Introduction: Homemade Creamy Ricotta Cheese

About: Inspired By Cookie is dedicated to celebrating the life of our beloved Chihuahua, Cookie, and our shared passion for cooking, hobbies, and life as a pet parent. Drawing inspiration from my mom-in-law, a talent…

For the love of cheese! My wife and I have been fascinated with how cheese is being made. We've watched so many shows that made different cheeses and said one day we'll our own.

A few weeks later, she craved homemade lasagna. What best opportunity presented, we made the ricotta cheese ourselves.

This recipe is super easy with as little as 4 ingredients that you may already have sitting in your pantry/kitchen ingredient supplies.

Ricotta is an excellent addition to your pasta and pizza recipes and because it is extremely versatile, you can also include ricotta in your appetizers and desserts. Believe me when I say that homemade ricotta cheese just tastes way better than store-bought. It is extra creamy, not too wet, and less grainy. I hope you will try and love this recipe - ;-) Dina

Supplies

Utensils:

  • Large pot for boiling
  • Strainer
  • Glass bowl to collect the whey
  • Measuring cups
  • Measuring spoons
  • Spatula for stirring
  • Slotted spatula for collecting the ricotta cheese
  • Cheesecloth
  • Thermometer

Ingredients:

  • 3 cups whole milk (If possible, to make lots of curds! In this recipe, I used 3.25% homogenized milk)
  • 1/4 tsp sea salt
  • 1 cup 35 % Whipping Cream
  • 2 tbsps. strained fresh lemon juice

Step 1: Preparation

Assemble your curd collection supplies:

Over a large deep glass bowl, line a mesh strainer with two layers of cheesecloth and set aside. This will be used to separate the cheese curds from the whey.

Step 2: Instructions

Procedure:

  • Set your heat to medium-high, add the milk, cream, and salt.
  • Stir your mixture constantly until it comes to a soft boil (between 200-206 F/ 93-97 C).
  • Add the lemon juice to the mixture, stir only a couple of times then turn the heat off. Do not stir the mixture again, let it sit for 10 minutes and watch the mixture start to curdle.

Notes/Tips/Substitutions:

  • Do not use ultra-pasteurized milk, It will not curdle properly. Regular pasteurized milk will do the trick.
  • White or red vinegar can be used instead of lemon juice.
  • it is safe to use ultra-pasteurized heavy whipping cream or 35% whipping cream.
  • Do not wait for your mixture to come to a vigorous boil.
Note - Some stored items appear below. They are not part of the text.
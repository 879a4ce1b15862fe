#![no_main]

use arbitrary::Arbitrary;
use chrono::{TimeZone, Utc};
use libfuzzer_sys::fuzz_target;
use socket_http11::cookie::{Cookie, SetCookie, merge_cookie_header, parse_cookie_date};

#[derive(Arbitrary, Debug)]
struct FuzzCookie {
    existing: Option<String>,
    set_cookies: Vec<String>,
}

fuzz_target!(|input: FuzzCookie| {
    let now = Utc.with_ymd_and_hms(2026, 1, 1, 0, 0, 0).unwrap();
    for value in &input.set_cookies {
        if let Some(set_cookie) = SetCookie::parse(value) {
            let _ = set_cookie.is_expired(now);
            let _ = set_cookie.expiry(now);
        }
        let _ = parse_cookie_date(value);
    }

    let refs: Vec<&str> = input.set_cookies.iter().map(String::as_str).collect();
    if let Some(merged) = merge_cookie_header(input.existing.as_deref(), &refs, now) {
        assert!(!merged.is_empty());
        let _ = Cookie::parse_header(&merged);
    }
});
impl AuthEngine {
    /// 設定から作成
    pub fn new(config: AuthConfig) -> Self {
        let context = match config.method {
            AuthMethod::Basic => AuthContext::Basic {
                header: basic_header(&config.username, &config.password),
            },
            AuthMethod::Digest => AuthContext::Digest(None),
            AuthMethod::Ntlm => AuthContext::Ntlm(NtlmState::Initial),
        };
        Self { config, context }
    }

    /// 認証方式
    pub fn method(&self) -> AuthMethod {
        self.config.method
    }

    /// 現在の状態
    pub fn context(&self) -> &AuthContext {
        &self.context
    }

    /// NTLM の状態 (NTLM 以外は None)
    pub fn ntlm_state(&self) -> Option<NtlmState> {
        match self.context {
            AuthContext::Ntlm(state) => Some(state),
            _ => None,
        }
    }

    /// 次に送る Authorization ヘッダー値
    ///
    /// Digest はチャレンジ受信後に呼ぶたびに nonce-count が進む。
    /// NTLM は NEGOTIATE を送る段階でのみ値を返す。
    pub fn authorization(&mut self, method: &str, uri: &str, body: &[u8]) -> Option<String> {
        match &mut self.context {
            AuthContext::Basic { header } => Some(header.clone()),
            AuthContext::Digest(Some(state)) => Some(state.authorize(
                &self.config.username,
                &self.config.password,
                method,
                uri,
                body,
            )),
            AuthContext::Digest(None) => None,
            AuthContext::Ntlm(NtlmState::Initial) => {
                Some(ntlm::header_value(&ntlm::negotiate_message()))
            }
            AuthContext::Ntlm(_) => None,
        }
    }

    /// 401 の `WWW-Authenticate` を処理する
    ///
    /// `challenges` には WWW-Authenticate ヘッダーの値をすべて渡す。
    /// 使えないチャレンジしかなければ 401 をそのまま返す。
    /// `Err` になるのは NTLM ハンドシェイク完了後に再び 401 を受けた場合だけ。
    pub fn on_challenge(
        &mut self,
        challenges: &[&str],
        method: &str,
        uri: &str,
        body: &[u8],
        entropy: &AuthEntropy,
    ) -> Result<AuthDecision, AuthError> {
        match &mut self.context {
            AuthContext::Basic { .. } => Ok(AuthDecision::Deliver),
            AuthContext::Digest(current) => {
                let Some(value) = find_challenge(challenges, "Digest") else {
                    return Ok(AuthDecision::Deliver);
                };
                let challenge = match DigestChallenge::parse(value) {
                    Ok(challenge) => challenge,
                    Err(e) => {
                        tracing::debug!(error = %e, "unusable digest challenge");
                        return Ok(AuthDecision::Deliver);
                    }
                };
                // 一度送って拒否された場合は stale のときだけやり直す
                if current.is_some() && !challenge.stale {
                    return Ok(AuthDecision::Deliver);
                }
                let mut state = DigestState::new(challenge, entropy.cnonce.clone());
                let header = state.authorize(
                    &self.config.username,
                    &self.config.password,
                    method,
                    uri,
                    body,
                );
                tracing::debug!(realm = %state.challenge().realm, "digest challenge accepted");
                *current = Some(state);
                Ok(AuthDecision::Retry(header))
            }
            AuthContext::Ntlm(state) => match *state {
                NtlmState::ResponseSent => Err(AuthError::CredentialsRejected),
                NtlmState::Initial | NtlmState::ChallengeReceived => {
                    let parsed = find_challenge(challenges, "NTLM")
                        .filter(|v| strip_scheme(v, "NTLM").is_some())
                        .ok_or(AuthError::MissingChallenge)
                        .and_then(NtlmChallenge::from_header);
                    let challenge = match parsed {
                        Ok(challenge) => challenge,
                        Err(e) => {
                            tracing::debug!(error = %e, "unusable ntlm challenge");
                            return Ok(AuthDecision::Deliver);
                        }
                    };
                    *state = NtlmState::ChallengeReceived;
                    tracing::debug!(target_name = %challenge.target_name, "ntlm challenge received");

                    let (user_domain, username) = ntlm::split_domain(&self.config.username);
                    let credentials = ntlm::NtlmCredentials {
                        username,
                        password: &self.config.password,
                        domain: self
                            .config
                            .domain
                            .as_deref()
                            .or(user_domain)
                            .unwrap_or(""),
                        workstation: self.config.workstation.as_deref().unwrap_or(""),
                    };
                    let message = match ntlm::authenticate_message(
                        &credentials,
                        &challenge,
                        entropy.client_challenge,
                        entropy.timestamp,
                    ) {
                        Ok(message) => message,
                        Err(e) => {
                            tracing::debug!(error = %e, "cannot build ntlm authenticate message");
                            return Ok(AuthDecision::Deliver);
                        }
                    };
                    *state = NtlmState::ResponseSent;
                    Ok(AuthDecision::Retry(ntlm::header_value(&message)))
                }
            },
        }
    }
}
It will mess up the cheese's texture and soft consistency. It may also result in burnt-tasting cheese.
  • This recipe would yield about 1 cup of ricotta cheese.
  • You can easily double the recipe, you just need a bigger strainer. It will be best to make a couple of straining stations.
  • The ricotta, at room temperature, will be light, fluffy, and warm. When chilled, the ricotta will be creamier and slightly dense.
  • Use a thermometer (optional). We used a digital thermometer to check. If a kitchen thermometer is not available, use visual clues: the mixture should come to a rolling boil, with only soft bubbles from the sides and in the center of the pot.
  • Recycle and reuse your cheesecloth. Wash your cheesecloth in mild, soapy water and rinse. It is best to hang the cheesecloth to air-dry. Once fully dried, put the cheesecloth in a zip lock bag ready for next use.

Step 3: Watching Your Cheese Become Cheese!

Ta-da!!! Ricotta Cheese!

  • For light and fluffy ricotta, drain after 10-15 minutes, use your slotted spoon (or you can pour it over slowly) to transfer the ricotta curds to a cheesecloth-lined strainer over a deep bowl. For drier and slightly denser ricotta, strain longer.
  • Your ricotta will be ready to use right away, or transfer to an air-tight container and refrigerate until ready to use. ENJOY!

Additional Note:

This super yummy ricotta can be used for any warm or cold recipes. Enjoy with toasted buttered sourdough bread drizzled with olive oil, garlic butter, and some of your favorite herbs. You can store your fresh ricotta cheese in a tightly covered glass container in the fridge for about 4 days.

*** The liquid that remained in the glass bowl after straining the ricotta is the whey. You can either throw it out or make something else. It will taste a little tangy and salty, some exercise buffs use whey in their protein shakes as it is full of protein, vitamins, minerals, and enzymes.

Hope you will have fun and enjoy making this simple ricotta cheese recipe. Cheers!